CEOs have a reputation for big paychecks. According to the folks at socialfunds.com, the average American worker earned $29,544 in 2007, while the average Fortune 500 CEO made about $27,400 per day. A recent survey found that 77% of Americans think CEOs "earn too much."

Most of us are ticked off by what seems like overcompensation, but are any of us doing anything about it? Well, some are -- by introducing resolutions and making proposals at corporate annual meetings. I knew this kind of thing was happening more often lately, but I didn't have too many details until I ran across an article by Sam Pizzigati at CorpWatch.org.

He cited many instances of activist shareholders trying to push for change. For example:

  • At the annual meeting of telecom company Qwest (NYSE:Q), a high school teacher earning $55,000 asked CEO Dick Notebaert (whose earnings were estimated above $30 million): "How is the service that you render so much more valuable than the service I render?" His reply echoed many defenses that other CEOs have made when they explain that it's a "competitive" market and suggest that their performance merits such steep payouts. Meanwhile, shareholders voted against four resolutions that would have limited CEO pay.
  • J.C. Penney (NYSE:JCP) was also targeted, because last year it forked over more than $10 million to a departing executive who had only worked for the company for six months. In response, shareholders passed a resolution to have management get shareholder approval before giving severance packages worth more than about three years' salary. That's great, right? Well, not exactly. You see, shareholder resolutions are typically not binding -- they simply serve as recommendations for management.
  • Then there's Yahoo! (NASDAQ:YHOO), whose stock has been in the doldrums for quite a while. Since CEO Terry Semel took over in 2001, he had reportedly been compensated with more than $500 million, including $71.7 million last year. At the company's annual meeting this past spring, despite several major shareholder advisory companies recommending not reelecting three board members from the company's executive pay committee, they were re-elected, by a 2-to-1 margin. Failing similarly was a resolution to tie executive pay to a more competitive performance standard. Semel won this battle, but he resigned the next week.
  • At ExxonMobil (NYSE:XOM), a shareholder proposal that the company prepare a study that compares the "total compensation package of our CEO and our company's lowest paid U.S. workers in September 1995 and September 2005" got the support of just 12% of shareholders. But the meeting had been structured differently than the year before, with most shareholders not getting a chance to speak up in support of resolutions they favored.

It's not all bad
If all this depresses you, buck up.

"Say for pay" resolutions, which demand some shareholder say on executive pay packages, are gaining traction. According to Pizzigati, they're now the law in Australia, Sweden, and the UK. In the Netherlands and Norway, shareholders can vote on executive pay in a way that binds the board. And while only half a dozen "say on pay" resolutions made it to annual meetings in 2006, 2007 has brought a tenfold increase in such meetings, with many getting shareholder support of 40% or more. Impressively, four such resolutions actually got a majority of the votes -- at Blockbuster (NYSE:BBI), Ingersoll-Rand (NYSE:IR), Motorola, and Verizon (NYSE:VZ).
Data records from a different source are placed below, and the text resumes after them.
use std::io::{Cursor, Read, Write};
use std::net::TcpListener;
use std::sync::Arc;
use std::sync::atomic::{AtomicUsize, Ordering};
use std::thread;

use asap_crop::crop::{
    CropConfig, CropError, CropHandler, CropPosition, CropRect, CropSession, ImageCrateBackend,
    ImageSource, LocalFile, OutputFormat, RasterBackend, SubmitOutcome, SubmitPlan, Viewport,
    ZoomFactor,
};
use image::imageops::FilterType;
use image::{DynamicImage, GenericImageView, ImageBuffer, ImageFormat, Rgba, RgbaImage};

/// 统计解码/编码调用次数的光栅化实现。
#[derive(Default)]
struct CountingBackend {
    inner: ImageCrateBackend,
    decodes: AtomicUsize,
    encodes: AtomicUsize,
}

impl CountingBackend {
    fn decodes(&self) -> usize {
        self.decodes.load(Ordering::SeqCst)
    }

    fn encodes(&self) -> usize {
        self.encodes.load(Ordering::SeqCst)
    }
}

impl RasterBackend for CountingBackend {
    fn decode(&self, bytes: &[u8], config: &CropConfig) -> Result<DynamicImage, CropError> {
        self.decodes.fetch_add(1, Ordering::SeqCst);
        self.inner.decode(bytes, config)
    }

    fn draw_square_crop(
        &self,
        image: &DynamicImage,
        rect: &CropRect,
        filter: FilterType,
    ) -> Result<RgbaImage, CropError> {
        self.inner.draw_square_crop(image, rect, filter)
    }

    fn encode(
        &self,
        image: RgbaImage,
        format: OutputFormat,
        jpeg_quality: u8,
    ) -> Result<Vec<u8>, CropError> {
        self.encodes.fetch_add(1, Ordering::SeqCst);
        self.inner.encode(image, format, jpeg_quality)
    }
}

/// 像素值编码坐标：R = x / 4，G = y / 4。
fn coordinate_png(width: u32, height: u32) -> Vec<u8> {
    let img = ImageBuffer::from_fn(width, height, |x, y| {
        Rgba([(x / 4) as u8, (y / 4) as u8, 0, 255])
    });
    let mut cursor = Cursor::new(Vec::new());
    DynamicImage::ImageRgba8(img)
        .write_to(&mut cursor, ImageFormat::Png)
        .expect("failed to encode test image");
    cursor.into_inner()
}

fn png_file(name: &str, width: u32, height: u32) -> ImageSource {
    ImageSource::File(
        LocalFile::new(name, coordinate_png(width, height), 1_700_000_000_000)
            .with_mime_type("image/png"),
    )
}

fn counting_handler() -> (CropHandler, Arc<CountingBackend>) {
    let backend = Arc::new(CountingBackend::default());
    let handler = CropHandler::with_backend(CropConfig::default(), backend.clone())
        .expect("handler init failed");
    (handler, backend)
}

fn expect_cropped(outcome: SubmitOutcome) -> asap_crop::crop::CroppedImage {
    match outcome {
        SubmitOutcome::Cropped(image) => image,
        other => panic!("expected a cropped image, got {:?}", other),
    }
}

fn channel_close(actual: u8, expected: u8) -> bool {
    actual.abs_diff(expected) <= 2
}

#[tokio::test]
async fn centered_crop_samples_middle_square() {
    let handler = CropHandler::new(CropConfig::default()).expect("handler init failed");
    let mut session = CropSession::new();
    session.select_source(png_file("cover.png", 1000, 800));

    let image = expect_cropped(session.prepare_for_submit(&handler).await);
    assert_eq!(image.name, "cover-square.png");
    assert_eq!((image.width, image.height), (800, 800));

    let decoded = image::load_from_memory(&image.bytes)
        .expect("output decodes")
        .to_rgba8();
    assert_eq!(decoded.dimensions(), (800, 800));
    // 采样区域 x∈[100,900)，y∈[0,800)
    assert_eq!(decoded.get_pixel(0, 0), &Rgba([25, 0, 0, 255]));
    assert_eq!(decoded.get_pixel(799, 799), &Rgba([224, 199, 0, 255]));
}

#[tokio::test]
async fn zoomed_corner_crop_is_upsampled() {
    let handler = CropHandler::new(CropConfig::default()).expect("handler init failed");
    let mut session = CropSession::new();
    session.select_source(png_file("cover.png", 1000, 800));
    session.set_zoom(2.0);
    session.set_crop_position(0.0, 0.0);

    let image = expect_cropped(session.prepare_for_submit(&handler).await);
    assert_eq!((image.width, image.height), (800, 800));

    let decoded = image::load_from_memory(&image.bytes)
        .expect("output decodes")
        .to_rgba8();
    let top_left = decoded.get_pixel(0, 0);
    let bottom_right = decoded.get_pixel(799, 799);
    assert!(channel_close(top_left[0], 0) && channel_close(top_left[1], 0));
    // 采样区域为左上角 400x400
    assert!(channel_close(bottom_right[0], 99), "{:?}", bottom_right);
    assert!(channel_close(bottom_right[1], 99), "{:?}", bottom_right);
}

#[tokio::test]
async fn corrupt_source_falls_back_to_original() {
    let handler = CropHandler::new(CropConfig::default()).expect("handler init failed");
    let mut session = CropSession::new();
    let original = b"\x89PNG but not really".to_vec();
    session.select_source(ImageSource::File(LocalFile::new("broken.png", original.clone(), 7)));

    match session.prepare_for_submit(&handler).await {
        SubmitOutcome::Original(ImageSource::File(file)) => {
            assert_eq!(file.name, "broken.png");
            assert_eq!(file.bytes.as_ref(), original.as_slice());
        }
        other => panic!("expected fallback to original, got {:?}", other),
    }
    assert!(session.cache_entry().is_none());
}

#[tokio::test]
async fn unchanged_state_reuses_cached_output() {
    let (handler, backend) = counting_handler();
    let mut session = CropSession::new();
    session.select_source(png_file("cover.png", 120, 90));
    session.set_zoom(1.5);

    let first = expect_cropped(session.prepare_for_submit(&handler).await);
    let second = expect_cropped(session.prepare_for_submit(&handler).await);

    assert_eq!(backend.decodes(), 1);
    assert_eq!(backend.encodes(), 1);
    assert_eq!(first.bytes, second.bytes);
    assert_eq!(first.name, second.name);
}

#[tokio::test]
async fn zoom_change_forces_rasterization() {
    let (handler, backend) = counting_handler();
    let mut session = CropSession::new();
    session.select_source(png_file("cover.png", 120, 90));

    expect_cropped(session.prepare_for_submit(&handler).await);
    assert!(session.zoom_in());
    assert!(matches!(session.plan_submit(), SubmitPlan::Render(_)));
    expect_cropped(session.prepare_for_submit(&handler).await);

    assert_eq!(backend.decodes(), 2);
}

#[tokio::test]
async fn drag_changes_invalidate_cache() {
    let (handler, backend) = counting_handler();
    let mut session = CropSession::new();
    session.select_source(png_file("wide.png", 200, 100));
    session.set_zoom(2.0);
    expect_cropped(session.prepare_for_submit(&handler).await);

    assert!(session.pointer_down(1, 100.0, 100.0));
    assert!(session.pointer_move(1, 90.0, 100.0, Viewport::new(300.0, 300.0)));
    assert!(session.pointer_up(1));
    expect_cropped(session.prepare_for_submit(&handler).await);

    assert_eq!(backend.decodes(), 2);
}

#[tokio::test]
async fn result_for_replaced_source_is_discarded() {
    let handler = CropHandler::new(CropConfig::default()).expect("handler init failed");
    let mut session = CropSession::new();
    session.select_source(png_file("first.png", 64, 64));

    let SubmitPlan::Render(request) = session.plan_submit() else {
        panic!("empty cache should require rendering");
    };
    let result = handler
        .rasterize(&request.source, request.position, request.zoom)
        .await;

    session.select_source(png_file("second.png", 64, 64));
    let outcome = session.finish_rasterization(request, result);

    assert!(matches!(outcome, SubmitOutcome::Discarded));
    assert!(session.cache_entry().is_none());
}

fn serve_png_once(body: Vec<u8>) -> (u16, thread::JoinHandle<()>) {
    let listener = TcpListener::bind("127.0.0.1:0").expect("bind test server failed");
    let port = listener.local_addr().expect("read local addr failed").port();

    let server = thread::spawn(move || {
        let (mut stream, _) = listener.accept().expect("accept failed");
        let mut req_buf = [0u8; 1024];
        let _ = stream.read(&mut req_buf);

        let head = format!(
            "HTTP/1.1 200 OK\r\nContent-Type: image/png\r\n\
             Content-Length: {}\r\nConnection: close\r\n\r\n",
            body.len()
        );
        stream.write_all(head.as_bytes()).expect("write headers failed");
        stream.write_all(&body).expect("write body failed");
        stream.flush().expect("flush failed");
    });

    (port, server)
}

#[tokio::test]
async fn stored_url_is_fetched_and_cropped() {
    let mut config = CropConfig::default();
    config.allow_private_network = true;
    let handler = CropHandler::new(config).expect("handler init failed");

    let (port, server) = serve_png_once(coordinate_png(90, 60));
    let mut session = CropSession::new();
    session.select_source(ImageSource::Url(format!(
        "http://127.0.0.1:{}/uploads/banner.png?v=3",
        port
    )));

    let image = expect_cropped(session.prepare_for_submit(&handler).await);
    server.join().expect("server thread panicked");

    assert_eq!(image.name, "banner-square.png");
    assert_eq!((image.width, image.height), (60, 60));
    let decoded = image::load_from_memory(&image.bytes).expect("output decodes");
    assert_eq!(decoded.dimensions(), (60, 60));
}

#[tokio::test]
async fn private_url_without_permission_falls_back() {
    let handler = CropHandler::new(CropConfig::default()).expect("handler init failed");
    let mut session = CropSession::new();
    let url = "http://127.0.0.1:9/cover.png".to_string();
    session.select_source(ImageSource::Url(url.clone()));

    match session.prepare_for_submit(&handler).await {
        SubmitOutcome::Original(ImageSource::Url(original)) => assert_eq!(original, url),
        other => panic!("expected fallback to original url, got {:?}", other),
    }
}

#[tokio::test]
async fn unreachable_url_falls_back_to_original() {
    let mut config = CropConfig::default();
    config.allow_private_network = true;
    let handler = CropHandler::new(config).expect("handler init failed");

    let port = {
        let listener = TcpListener::bind("127.0.0.1:0").expect("bind test server failed");
        listener.local_addr().expect("read local addr failed").port()
    };
    let url = format!("http://127.0.0.1:{}/uploads/cover.png", port);

    let direct = handler
        .rasterize(
            &ImageSource::Url(url.clone()),
            CropPosition::CENTER,
            ZoomFactor::default(),
        )
        .await;
    assert!(matches!(direct, Err(CropError::Fetch(_))), "{:?}", direct);

    let mut session = CropSession::new();
    session.select_source(ImageSource::Url(url.clone()));

    match session.prepare_for_submit(&handler).await {
        SubmitOutcome::Original(ImageSource::Url(original)) => assert_eq!(original, url),
        other => panic!("expected fallback to original url, got {:?}", other),
    }
    assert!(session.cache_entry().is_none());
}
And here's one more uplifting factor: When you see voting results in the 30%-50% range, it means that big institutional investors are voting, not just small shareholders. This suggests that mutual funds and pension funds and the like are waking up and supporting more shareholder proposals.

Why this matters
Keep an eye on shareholder resolutions for companies you own, and cast your vote for those you believe in. Did you realize that if you don't send in your vote, management will usually count your vote as being aligned with theirs?